§ Data extract
▬▬▬▬▬▬

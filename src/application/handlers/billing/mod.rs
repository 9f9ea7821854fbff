//! Billing handlers.
//!
//! Command and query handlers for payment reconciliation and the credit
//! ledger:
//!
//! ## Commands
//! - Processing provider webhook deliveries
//! - Verifying client payment confirmations
//! - Recording purchase orders
//! - Debiting and crediting generation credits
//!
//! ## Queries
//! - Get current credit balance

mod create_order;
mod credit_credits;
mod debit_credits;
mod get_balance;
mod handle_provider_webhook;
mod verify_payment;

// Commands
pub use create_order::{CreateOrderCommand, CreateOrderHandler, CreateOrderResult};
pub use credit_credits::{CreditCreditsCommand, CreditCreditsHandler, CreditCreditsResult};
pub use debit_credits::{DebitCreditsCommand, DebitCreditsHandler, DebitCreditsResult};
pub use handle_provider_webhook::{
    HandleProviderWebhookCommand, HandleProviderWebhookHandler, HandleProviderWebhookResult,
};
pub use verify_payment::{
    VerifyPaymentCommand, VerifyPaymentError, VerifyPaymentHandler, VerifyPaymentResult,
};

// Queries
pub use get_balance::{GetBalanceHandler, GetBalanceQuery, GetBalanceResult};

▬▬▬▬▬▬

§ The task
Would you output all the records above exactly as written?

§ Result for this exercise
filename src/application/handlers/billing/mod.rs
repository 9f9ea7821854fbff
//! Billing handlers.
//!
//! Command and query handlers for payment reconciliation and the credit
//! ledger:
//!
//! ## Commands
//! - Processing provider webhook deliveries
//! - Verifying client payment confirmations
//! - Recording purchase orders
//! - Debiting and crediting generation credits
//!
//! ## Queries
//! - Get current credit balance

mod create_order;
mod credit_credits;
mod debit_credits;
mod get_balance;
mod handle_provider_webhook;
mod verify_payment;

// Commands
pub use create_order::{CreateOrderCommand, CreateOrderHandler, CreateOrderResult};
pub use credit_credits::{CreditCreditsCommand, CreditCreditsHandler, CreditCreditsResult};
pub use debit_credits::{DebitCreditsCommand, DebitCreditsHandler, DebitCreditsResult};
pub use handle_provider_webhook::{
    HandleProviderWebhookCommand, HandleProviderWebhookHandler, HandleProviderWebhookResult,
};
pub use verify_payment::{
    VerifyPaymentCommand, VerifyPaymentError, VerifyPaymentHandler, VerifyPaymentResult,
};

// Queries
pub use get_balance::{GetBalanceHandler, GetBalanceQuery, GetBalanceResult};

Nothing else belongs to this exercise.